Anger and division flows between individuals, families, citizens, and governments, like an unending lava flow: hot, deadly, destroying everything in its path.

As a result, we live in nations where, democracies or totalitarian, politicians of all stripes, at every level of government from national to local have usurped the right of the people to have true freedom of government for the people. Thus: “Unlimited power in the hands of limited people always leads to cruelty.” ― Aleksandr Solzhenitsyn.

“Even the darkest night will end and the sun will rise.” ― Victor Hugo

How much longer will this night last is unknowable, that at some point we will return to what was allegedly ‘normal’ before the pandemic is a mythological tapestry still being woven by the dreamers.

It is highly probable, besides new covid variants, there will be revolutions, wars, national bankruptcies, increased bitter and vengeful divisions within families, within nations, between nations, simply because we have become, in such a short time, more than ever preoccupied with self, with our own ideas, interpretations of the issues of the day.

“I” dominates. Other is no longer seen as one like me.

You are either with me or against me: with me tolerated friend, against me hated enemy.

Part of this tragedy is self-hatred has become as common place as the air we breathe.
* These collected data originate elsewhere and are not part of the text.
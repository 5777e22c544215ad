// scarelink-api: wire-level clients for scarecrow field devices
// (camera board HTTP, actuator board WebSocket, cloud document relay)

pub mod address;
pub mod cloud;
pub mod error;
pub mod health;
pub mod probe;
pub mod status;
pub mod telemetry;
pub mod transport;
pub mod websocket;

pub use address::DeviceAddress;
pub use cloud::{DocumentStore, DocumentStream, RestDocumentStore};
pub use error::Error;
pub use health::{ChannelHealth, HealthTracker};
pub use probe::DeviceProbe;
pub use status::StatusClient;
pub use telemetry::{
    CameraControl, CameraVar, DetectionPayload, ServoId, SocketCommand, TelemetryPayload,
};
pub use transport::{TlsMode, TransportConfig};
pub use websocket::{ReconnectConfig, SocketChannel, SocketEvent};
All the above spills out of the stressed minds and wounded hearts of countless people I hear from, good people who unwittingly as they speak are crying out like the Psalmist:  Save me, God, for the waters have reached my neck. I have sunk into the mire of the deep, where there is no foothold. I have gone down to the watery depths; the flood overwhelms me. I am weary with crying out; my throat is parched. My eyes fail, from looking for my God. [Ps. 69: 2-4]

There is no way, individually or collectively as the human family, by our own wits, we can get ourselves out of this global swamp. No amount of science, money, government legislation, revolutions or riots, no screaming arguments, nothing humanly devised can save us.

Individually and collectively, we need to cry out, like Peter sinking beneath the waves: “Lord, save us.”: [see Matthew 14:22-33].

Jesus stretches out His hand, for He loves us and wants to lift us out of the swamp.

The way we grip His hand and hold on tight – and this is our hope – is to live out: You shall love the Lord your God with all your heart, with all your soul, with all your mind, and with all your strength.’…….‘You shall love your neighbor as yourself.’ [Mk. 12: 28-24]-and- You have heard that it was said, ‘You shall love your neighbour and hate your enemy.’  But I say to you, love your enemies, and pray for those who persecute you, that you may be children of your heavenly Father, for He makes his sun rise on the bad and the good, and causes rain to fall on the just and the unjust. [Mt. 5: 43-45]

© 2021 F. Arthur Joseph

 

 

Monday, July 05, 2021

DWELLING PEACEFULLY IN FAITH, LOVE, HOPE, LIGHT, JOY~ Part 11

 

 Pray, fast. Pray always, fast. [1]

The template for this is Jesus in the desert [Mt. 4:1-11] where He both prays and fasts and rejects satan’s traps. There is frequently intense spiritual warfare when we are in prayer, so trusting the source of the gift to pray is critical: ….the Spirit too comes to the aid of our weakness; for we do not know how to pray as we ought, but the Spirit itself intercedes with inexpressible groanings.[Rms.8:26].

All of creation prays, the whole cosmos prays, every creature prays by the very nature of their being reflections of the glory of the Most Holy Trinity. The stars and suns shimmer, the planets rotate, light travels, sound travels, the wind blows, rain and snow fall, trees, plants, grasses sway in the wind, dance really, mountains and hills, rocks and valleys, oceans waves and all creatures beneath the water, birds of the air and creatures like deer moving on the earth – all by their very existence pray. [Daniel 3:56-88]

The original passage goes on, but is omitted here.